Figure 1.

(a) Overview of assay system to measure L1 retrotransposition frequency and insertion length in cultured cells. Transfection and selection of HeLa cells containing neomycin-tagged L1 constructs (L1-mneoI) were carried out as described previously (6,35). Two parallel assay systems were established to measure retrotransposition frequency and estimate L1 insertion length (see text). (b) L1 retrotransposition cassette and predicted results for variable 5′ truncation of L1 insertions.
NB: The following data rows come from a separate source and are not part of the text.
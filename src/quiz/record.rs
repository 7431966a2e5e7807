//! Quiz wire records and their validation

use regex::Regex;
use serde::{Deserialize, Serialize};
use std::sync::LazyLock;
use thiserror::Error;

/// Quiz flavour chosen by the user when a quiz starts
#[derive(Debug, Clone, Copy, PartialEq, Eq, Hash, Serialize, Deserialize)]
#[serde(rename_all = "snake_case")]
pub enum QuizType {
    MultipleChoice,
    ExtendedResponse,
}

impl QuizType {
    pub const ALL: [QuizType; 2] = [QuizType::MultipleChoice, QuizType::ExtendedResponse];

    /// Wire spelling used in `questionType`
    pub fn as_str(self) -> &'static str {
        match self {
            QuizType::MultipleChoice => "multiple_choice",
            QuizType::ExtendedResponse => "extended_response",
        }
    }

    /// Minimal valid `question` record for this quiz type
    pub fn example_question(self) -> &'static str {
        match self {
            QuizType::MultipleChoice => MULTIPLE_CHOICE_EXAMPLE,
            QuizType::ExtendedResponse => EXTENDED_RESPONSE_EXAMPLE,
        }
    }
}

const MULTIPLE_CHOICE_EXAMPLE: &str = r#"{"type": "question", "number": 1, "total": 5, "preamble": "Let's start with the basics.", "questionText": "Which force keeps planets in orbit around the Sun?", "questionType": "multiple_choice", "options": ["A) Magnetism", "B) Gravity", "C) Friction", "D) Tension"], "correctAnswer": "B"}"#;

const EXTENDED_RESPONSE_EXAMPLE: &str = r#"{"type": "question", "number": 1, "total": 5, "preamble": "Let's start with the basics.", "questionText": "Explain why planets stay in orbit instead of flying off into space.", "hint": "Think about the balance between motion and attraction.", "questionType": "extended_response"}"#;

pub const FEEDBACK_EXAMPLE: &str = r#"{"type": "feedback", "isCorrect": true, "userAnswer": "B", "explanation": "Gravity provides the centripetal force that bends each planet's path.", "encouragement": "Great start!"}"#;

pub const COMPLETE_EXAMPLE: &str = r#"{"type": "quiz_complete", "score": "4/5", "percentage": 80, "summary": "Solid understanding overall.", "strengths": ["Orbital mechanics"], "weaknesses": ["Escape velocity"], "improvementPlan": "Review how speed changes an orbit's shape.", "closingMessage": "Nice work!"}"#;

/// Reply as it arrives from the model: every field optional, unknown fields ignored
#[derive(Debug, Clone, Default, Deserialize)]
#[serde(rename_all = "camelCase")]
pub struct RawQuizReply {
    #[serde(rename = "type")]
    pub kind: String,
    pub topic: Option<String>,
    pub number: Option<u32>,
    pub total: Option<u32>,
    pub preamble: Option<String>,
    pub question_text: Option<String>,
    pub hint: Option<String>,
    pub question_type: Option<String>,
    pub options: Option<Vec<String>>,
    pub correct_answer: Option<String>,
    pub is_correct: Option<bool>,
    pub user_answer: Option<String>,
    pub explanation: Option<String>,
    pub encouragement: Option<String>,
    pub score: Option<String>,
    pub percentage: Option<i64>,
    pub summary: Option<String>,
    pub strengths: Option<Vec<String>>,
    pub weaknesses: Option<Vec<String>>,
    pub improvement_plan: Option<String>,
    pub closing_message: Option<String>,
}

/// A validated quiz record, attached to the assistant message it came from
#[derive(Debug, Clone, PartialEq, Serialize, Deserialize)]
#[serde(tag = "type", rename_all = "snake_case")]
pub enum QuizRecord {
    QuizStart {
        #[serde(default, skip_serializing_if = "Option::is_none")]
        topic: Option<String>,
    },
    Question(QuestionRecord),
    Feedback(FeedbackRecord),
    QuizComplete(CompletionRecord),
}

#[derive(Debug, Clone, PartialEq, Serialize, Deserialize)]
#[serde(rename_all = "camelCase")]
pub struct QuestionRecord {
    pub number: u32,
    pub total: u32,
    #[serde(default, skip_serializing_if = "Option::is_none")]
    pub preamble: Option<String>,
    pub question_text: String,
    #[serde(default, skip_serializing_if = "Option::is_none")]
    pub hint: Option<String>,
    pub question_type: QuizType,
    #[serde(default, skip_serializing_if = "Option::is_none")]
    pub options: Option<Vec<String>>,
    #[serde(default, skip_serializing_if = "Option::is_none")]
    pub correct_answer: Option<String>,
}

#[derive(Debug, Clone, PartialEq, Serialize, Deserialize)]
#[serde(rename_all = "camelCase")]
pub struct FeedbackRecord {
    pub is_correct: bool,
    #[serde(default, skip_serializing_if = "Option::is_none")]
    pub user_answer: Option<String>,
    pub explanation: String,
    #[serde(default, skip_serializing_if = "Option::is_none")]
    pub encouragement: Option<String>,
}

#[derive(Debug, Clone, PartialEq, Serialize, Deserialize)]
#[serde(rename_all = "camelCase")]
pub struct CompletionRecord {
    pub score: String,
    pub percentage: u8,
    #[serde(default, skip_serializing_if = "Option::is_none")]
    pub summary: Option<String>,
    pub strengths: Vec<String>,
    pub weaknesses: Vec<String>,
    pub improvement_plan: String,
    #[serde(default, skip_serializing_if = "Option::is_none")]
    pub closing_message: Option<String>,
}

/// Why a reply was rejected
#[derive(Debug, Clone, PartialEq, Eq, Error)]
pub enum QuizViolation {
    #[error("the reply did not contain a JSON object with a \"type\" field")]
    NoJson,
    #[error("field \"{field}\" has the wrong type ({detail})")]
    WrongFieldType { field: String, detail: String },
    #[error("unknown record type \"{0}\" (expected question, feedback, quiz_complete or quiz_start)")]
    UnknownType(String),
    #[error("a {record} record requires the \"{field}\" field")]
    MissingField {
        record: &'static str,
        field: &'static str,
    },
    #[error("questionType must be \"{expected}\" for this quiz, got \"{found}\"")]
    QuestionTypeMismatch { expected: &'static str, found: String },
    #[error("multiple choice questions need exactly 4 options, got {0}")]
    OptionCount(usize),
    #[error("correctAnswer must be a single letter A-D, got \"{0}\"")]
    BadCorrectAnswer(String),
    #[error("extended response questions must not include options or correctAnswer")]
    UnexpectedChoices,
    #[error("score must look like \"X/Y\", got \"{0}\"")]
    BadScore(String),
    #[error("percentage must be an integer from 0 to 100, got {0}")]
    PercentageOutOfRange(i64),
    #[error("\"{0}\" must be a non-empty list")]
    EmptyList(&'static str),
}

const MULTIPLE_CHOICE_OPTIONS: usize = 4;

static SCORE_PATTERN: LazyLock<Regex> = LazyLock::new(|| {
    Regex::new(r"^\s*\d+\s*/\s*\d+\s*$").expect("valid score pattern")
});

fn required<T>(value: Option<T>, record: &'static str, field: &'static str) -> Result<T, QuizViolation> {
    value.ok_or(QuizViolation::MissingField { record, field })
}

fn required_text(
    value: Option<String>,
    record: &'static str,
    field: &'static str,
) -> Result<String, QuizViolation> {
    required(value.filter(|v| !v.trim().is_empty()), record, field)
}

impl RawQuizReply {
    /// Check the record contract for this reply's kind
    pub fn validate(self, quiz_type: QuizType) -> Result<QuizRecord, QuizViolation> {
        match self.kind.as_str() {
            "quiz_start" => Ok(QuizRecord::QuizStart { topic: self.topic }),
            "question" => self.validate_question(quiz_type).map(QuizRecord::Question),
            "feedback" => self.validate_feedback().map(QuizRecord::Feedback),
            "quiz_complete" => self.validate_completion().map(QuizRecord::QuizComplete),
            other => Err(QuizViolation::UnknownType(other.to_string())),
        }
    }

    fn validate_question(self, quiz_type: QuizType) -> Result<QuestionRecord, QuizViolation> {
        const RECORD: &str = "question";
        let number = required(self.number, RECORD, "number")?;
        let total = required(self.total, RECORD, "total")?;
        let question_text = required_text(self.question_text, RECORD, "questionText")?;
        let found = required(self.question_type, RECORD, "questionType")?;
        if found != quiz_type.as_str() {
            return Err(QuizViolation::QuestionTypeMismatch {
                expected: quiz_type.as_str(),
                found,
            });
        }

        let (options, correct_answer) = match quiz_type {
            QuizType::MultipleChoice => {
                let options = required(self.options, RECORD, "options")?;
                if options.len() != MULTIPLE_CHOICE_OPTIONS {
                    return Err(QuizViolation::OptionCount(options.len()));
                }
                let answer = required(self.correct_answer, RECORD, "correctAnswer")?;
                (Some(options), Some(normalize_answer_letter(&answer)?))
            }
            QuizType::ExtendedResponse => {
                if self.options.is_some() || self.correct_answer.is_some() {
                    return Err(QuizViolation::UnexpectedChoices);
                }
                (None, None)
            }
        };

        Ok(QuestionRecord {
            number,
            total,
            preamble: self.preamble,
            question_text,
            hint: self.hint,
            question_type: quiz_type,
            options,
            correct_answer,
        })
    }

    fn validate_feedback(self) -> Result<FeedbackRecord, QuizViolation> {
        const RECORD: &str = "feedback";
        Ok(FeedbackRecord {
            is_correct: required(self.is_correct, RECORD, "isCorrect")?,
            user_answer: self.user_answer,
            explanation: required_text(self.explanation, RECORD, "explanation")?,
            encouragement: self.encouragement,
        })
    }

    fn validate_completion(self) -> Result<CompletionRecord, QuizViolation> {
        const RECORD: &str = "quiz_complete";
        let score = required(self.score, RECORD, "score")?;
        if !SCORE_PATTERN.is_match(&score) {
            return Err(QuizViolation::BadScore(score));
        }
        let percentage = required(self.percentage, RECORD, "percentage")?;
        let percentage =
            u8::try_from(percentage)
                .ok()
                .filter(|p| *p <= 100)
                .ok_or(QuizViolation::PercentageOutOfRange(percentage))?;
        let strengths = required(self.strengths, RECORD, "strengths")?;
        if strengths.is_empty() {
            return Err(QuizViolation::EmptyList("strengths"));
        }
        let weaknesses = required(self.weaknesses, RECORD, "weaknesses")?;
        if weaknesses.is_empty() {
            return Err(QuizViolation::EmptyList("weaknesses"));
        }

        Ok(CompletionRecord {
            score: score.trim().to_string(),
            percentage,
            summary: self.summary,
            strengths,
            weaknesses,
            improvement_plan: required_text(self.improvement_plan, RECORD, "improvementPlan")?,
            closing_message: self.closing_message,
        })
    }
}

fn normalize_answer_letter(answer: &str) -> Result<String, QuizViolation> {
    let trimmed = answer.trim();
    let mut chars = trimmed.chars();
    match (chars.next(), chars.next()) {
        (Some(c), None) if matches!(c.to_ascii_uppercase(), 'A'..='D') => {
            Ok(c.to_ascii_uppercase().to_string())
        }
        _ => Err(QuizViolation::BadCorrectAnswer(answer.to_string())),
    }
}

impl QuizRecord {
    /// Readable rendition of the record for conversation history, used once
    /// the raw JSON has been cleared from the message
    pub fn context_text(&self) -> String {
        let parts: Vec<String> = match self {
            QuizRecord::QuizStart { topic } => {
                vec![format!("Starting a quiz on {}.", topic.as_deref().unwrap_or("the requested topic"))]
            }
            QuizRecord::Question(q) => {
                let mut parts = Vec::new();
                parts.extend(q.preamble.clone());
                parts.push(format!("Question {} of {}: {}", q.number, q.total, q.question_text));
                if let Some(options) = &q.options {
                    parts.push(options.join("\n"));
                }
                if let Some(hint) = &q.hint {
                    parts.push(format!("Hint: {hint}"));
                }
                parts
            }
            QuizRecord::Feedback(f) => {
                let verdict = if f.is_correct { "Correct." } else { "Not quite." };
                let mut parts = vec![format!("{verdict} {}", f.explanation)];
                parts.extend(f.encouragement.clone());
                parts
            }
            QuizRecord::QuizComplete(c) => {
                let mut parts = vec![format!("Quiz complete. Score: {} ({}%).", c.score, c.percentage)];
                parts.extend(c.summary.clone());
                parts.push(format!("Strengths: {}", c.strengths.join(", ")));
                parts.push(format!("Areas to improve: {}", c.weaknesses.join(", ")));
                parts.push(c.improvement_plan.clone());
                parts.extend(c.closing_message.clone());
                parts
            }
        };
        parts.join("\n\n")
    }
}
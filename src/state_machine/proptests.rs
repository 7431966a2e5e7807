//! Property-based tests for the state machine
//!
//! These tests verify key invariants hold across all possible inputs.

use super::state::*;
use super::transition::*;
use super::*;
use crate::db::{MessageRole, Session};
use crate::llm::LlmError;
use crate::quiz::{QuizType, COMPLETE_EXAMPLE};
use proptest::prelude::*;

// ============================================================================
// Test Helpers
// ============================================================================

/// Apply an event and its session effects; rejected events leave both untouched
fn apply(state: &mut EngineState, session: &mut Session, event: Event) -> bool {
    match transition(state, session, event) {
        Ok(result) => {
            for effect in &result.effects {
                effect.apply(session);
            }
            *state = result.new_state;
            true
        }
        Err(_) => false,
    }
}

fn holds_mutual_exclusion(state: &EngineState) -> bool {
    (state.mode == Mode::Standard || state.lens.is_none())
        && (state.lens.is_none() || state.mode == Mode::Standard)
}

fn quiz_only_in_quiz_mode(state: &EngineState) -> bool {
    (state.quiz.is_none() && state.pending_quiz_topic.is_none()) || state.mode == Mode::Quiz
}

fn placeholder_exists(state: &EngineState, session: &Session) -> bool {
    state
        .in_flight()
        .map_or(true, |f| session.message(&f.placeholder_id).is_some())
}

// ============================================================================
// Arbitrary Generators
// ============================================================================

fn arb_mode() -> impl Strategy<Value = Mode> {
    prop_oneof![
        Just(Mode::Standard),
        Just(Mode::Writing),
        Just(Mode::Debate),
        Just(Mode::Mimic),
        Just(Mode::Quiz),
    ]
}

fn arb_lens() -> impl Strategy<Value = Option<Lens>> {
    prop_oneof![
        Just(None),
        Just(Some(Lens::new("Star Wars", "Learn through Star Wars analogies"))),
        Just(Some(Lens::new("Minecraft", "Learn through Minecraft building and crafting"))),
        Just(Some(Lens::new("None", "No thematic lens"))),
    ]
}

fn arb_quiz_type() -> impl Strategy<Value = QuizType> {
    prop_oneof![Just(QuizType::MultipleChoice), Just(QuizType::ExtendedResponse)]
}

/// User or stream actions; stream actions target whatever request is current
#[derive(Debug, Clone)]
enum Action {
    Send(String),
    SwitchMode(Mode),
    ApplyLens(Option<Lens>),
    SelectQuizType(QuizType),
    Frustration,
    ContinueQuiz,
    Cancel,
    Chunk(String),
    Complete(String),
    Fail,
}

fn arb_reply() -> impl Strategy<Value = String> {
    prop_oneof![
        "[a-zA-Z ]{0,30}",
        Just(COMPLETE_EXAMPLE.to_string()),
        Just(QuizType::MultipleChoice.example_question().to_string()),
        Just(QuizType::ExtendedResponse.example_question().to_string()),
    ]
}

fn arb_action() -> impl Strategy<Value = Action> {
    prop_oneof![
        "[a-zA-Z ]{0,20}".prop_map(Action::Send),
        arb_mode().prop_map(Action::SwitchMode),
        arb_lens().prop_map(Action::ApplyLens),
        arb_quiz_type().prop_map(Action::SelectQuizType),
        Just(Action::Frustration),
        Just(Action::ContinueQuiz),
        Just(Action::Cancel),
        "[a-z]{1,8}".prop_map(Action::Chunk),
        arb_reply().prop_map(Action::Complete),
        Just(Action::Fail),
    ]
}

fn to_event(state: &EngineState, action: Action) -> Event {
    let request_id = state.in_flight().map_or(u64::MAX, |f| f.request_id);
    match action {
        Action::Send(text) => Event::UserMessage { text },
        Action::SwitchMode(mode) => Event::SwitchMode {
            mode,
            entity_name: None,
        },
        Action::ApplyLens(lens) => Event::ApplyLens { lens },
        Action::SelectQuizType(quiz_type) => Event::SelectQuizType { quiz_type },
        Action::Frustration => Event::Frustration,
        Action::ContinueQuiz => Event::ContinueQuiz,
        Action::Cancel => Event::UserCancel,
        Action::Chunk(text) => Event::StreamChunk { request_id, text },
        Action::Complete(full_text) => Event::StreamComplete {
            request_id,
            full_text,
        },
        Action::Fail => Event::StreamFailed {
            request_id,
            error: LlmError::unreachable("offline"),
        },
    }
}

// ============================================================================
// Property Tests
// ============================================================================

proptest! {
    #![proptest_config(ProptestConfig::with_cases(500))]

    // Invariant 1: mode and lens stay mutually exclusive, quiz state lives
    // only in quiz mode, and a streaming request always has its placeholder
    #[test]
    fn prop_invariants_hold_after_any_sequence(
        actions in proptest::collection::vec(arb_action(), 0..40)
    ) {
        let mut state = EngineState::default();
        let mut session = Session::new();

        for action in actions {
            let event = to_event(&state, action);
            apply(&mut state, &mut session, event);
            prop_assert!(holds_mutual_exclusion(&state), "mode/lens: {:?}", state);
            prop_assert!(quiz_only_in_quiz_mode(&state), "quiz state: {:?}", state);
            prop_assert!(placeholder_exists(&state, &session));
            prop_assert!(state.quiz_retry.attempts() < crate::quiz::MAX_QUIZ_ATTEMPTS);
        }
    }

    // Invariant 2: lens selection always lands in standard mode
    #[test]
    fn prop_lens_forces_standard(mode in arb_mode(), lens in arb_lens()) {
        let mut session = Session::new();
        session.messages.push(crate::db::Message::user("hi", mode, None));
        let state = EngineState { mode, ..EngineState::default() };

        let result = transition(&state, &session, Event::ApplyLens { lens }).unwrap();
        if result.new_state.lens.is_some() {
            prop_assert_eq!(result.new_state.mode, Mode::Standard);
        }
        prop_assert!(holds_mutual_exclusion(&result.new_state));
    }

    // Invariant 3: committed content is the in-order concatenation of fragments
    #[test]
    fn prop_fragments_concatenate_in_order(
        fragments in proptest::collection::vec(".{0,12}", 0..20)
    ) {
        let mut state = EngineState::default();
        let mut session = Session::new();
        prop_assert!(apply(&mut state, &mut session, Event::UserMessage { text: "go".to_string() }), "apply(UserMessage) returned false");
        let in_flight = state.in_flight().unwrap().clone();

        for text in &fragments {
            apply(&mut state, &mut session, Event::StreamChunk {
                request_id: in_flight.request_id,
                text: text.clone(),
            });
        }
        let expected: String = fragments.concat();
        prop_assert_eq!(&session.message(&in_flight.placeholder_id).unwrap().content, &expected);

        apply(&mut state, &mut session, Event::StreamComplete {
            request_id: in_flight.request_id,
            full_text: expected.clone(),
        });
        prop_assert_eq!(&session.message(&in_flight.placeholder_id).unwrap().content, &expected);
        prop_assert!(!state.is_busy());
    }

    // Invariant 4: sends, mode changes and lens changes are rejected, never
    // queued, while streaming
    #[test]
    fn prop_busy_rejects_sends(
        text in "[a-zA-Z]{1,20}",
        mode in arb_mode(),
        lens in arb_lens(),
    ) {
        let mut state = EngineState::default();
        let mut session = Session::new();
        apply(&mut state, &mut session, Event::UserMessage { text: "first".to_string() });
        let before = session.messages.len();

        let result = transition(&state, &session, Event::UserMessage { text });
        prop_assert_eq!(result.unwrap_err(), TransitionError::Busy);
        let result = transition(&state, &session, Event::SwitchMode { mode, entity_name: None });
        prop_assert_eq!(result.unwrap_err(), TransitionError::Busy);
        let result = transition(&state, &session, Event::ApplyLens { lens });
        prop_assert_eq!(result.unwrap_err(), TransitionError::Busy);
        prop_assert_eq!(session.messages.len(), before);
    }

    // Invariant 5: frustration is gated by user-message count
    #[test]
    fn prop_frustration_gate(activation in 1usize..20, later in 0usize..30) {
        let mut gate = FrustrationGate::default();
        gate.record(activation);
        prop_assert_eq!(
            gate.is_available(activation + later),
            later >= FRUSTRATION_COOLDOWN_MESSAGES
        );
    }

    // Invariant 6: a valid quiz_complete always ends the quiz in standard mode
    #[test]
    fn prop_quiz_complete_exits(
        prior in arb_mode(),
        quiz_type in arb_quiz_type(),
        lens in arb_lens(),
    ) {
        let mut state = EngineState { mode: prior, lens: lens.filter(|_| prior == Mode::Standard), ..EngineState::default() };
        let mut session = Session::new();
        if prior != Mode::Quiz {
            prop_assert!(apply(&mut state, &mut session, Event::SwitchMode { mode: Mode::Quiz, entity_name: None }), "apply(SwitchMode) returned false");
        }
        prop_assert!(apply(&mut state, &mut session, Event::UserMessage { text: "volcanoes".to_string() }), "apply(UserMessage) returned false");
        prop_assert!(apply(&mut state, &mut session, Event::SelectQuizType { quiz_type }), "apply(SelectQuizType) returned false");
        let request_id = state.in_flight().unwrap().request_id;
        prop_assert!(apply(&mut state, &mut session, Event::StreamComplete {
            request_id,
            full_text: COMPLETE_EXAMPLE.to_string(),
        }), "apply(StreamComplete) returned false");

        prop_assert_eq!(state.mode, Mode::Standard);
        prop_assert!(state.quiz.is_none());
    }

    // Invariant 7: cancelling leaves no partial assistant content behind
    #[test]
    fn prop_cancel_leaves_pre_send_state(
        fragments in proptest::collection::vec("[a-z]{1,8}", 1..10)
    ) {
        let mut state = EngineState::default();
        let mut session = Session::new();
        apply(&mut state, &mut session, Event::UserMessage { text: "question".to_string() });
        let request_id = state.in_flight().unwrap().request_id;
        for text in fragments {
            apply(&mut state, &mut session, Event::StreamChunk { request_id, text });
        }

        prop_assert!(apply(&mut state, &mut session, Event::UserCancel));
        prop_assert!(!state.is_busy());
        prop_assert_eq!(session.messages.len(), 1);
        prop_assert!(session.messages.iter().all(|m| m.role == MessageRole::User));
    }
}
When L1-mneoI undergoes retrotransposition, the intron in the anti-sense neomycin resistance gene (mneoI) is spliced out, yielding mneo and conferring resistance to the antibiotic G418. The parental L1-mneoI construct is sensitive to G418 because the intron cannot be spliced out of the anti-sense mneoI transcript. Similarly, insertions that lack the full-length spliced neomycin resistance gene are sensitive to G418. The map positions of the ruler PCR primers are as follows: 3 kb primer (position 3961 in L1), 2 kb primer (4819), 1 kb primer (5892) and com (reverse primer in the mneoI gene, beyond the intron, position 7819). Predicted amplicon sizes for spliced products using the primer com and primers 3, 2 and 1, are 2949, 2091 and 1018 bp, respectively. Insertions of different lengths will be positive for one or more of these ruler PCRs. Sequence analysis of the spliced and unspliced amplicons was performed to validate each of the ruler PCRs. (c) Three kilobase ruler PCR on G418^R HeLas transfected with L1-mneoI constructs. Three kilobase ruler PCR was performed using primers 3 kb and com. The plasmid, L1-mneoI, gives a band at 3858 bp, while the L1-mneo insertion, L1-mneo, gives a band at 2949 bp. Lanes contain a 1 kb ladder (New England Biolabs), distilled water, C57Bl6 (wild-type mouse DNA), RP-mneoI (retrotransposition plasmid) and genomic DNA samples from G418^R clones transfected with L1_RP (clones 13, 15, 26–33), L1_RP with L1.2RT (clone 84) or L1.2A (clones 97–102).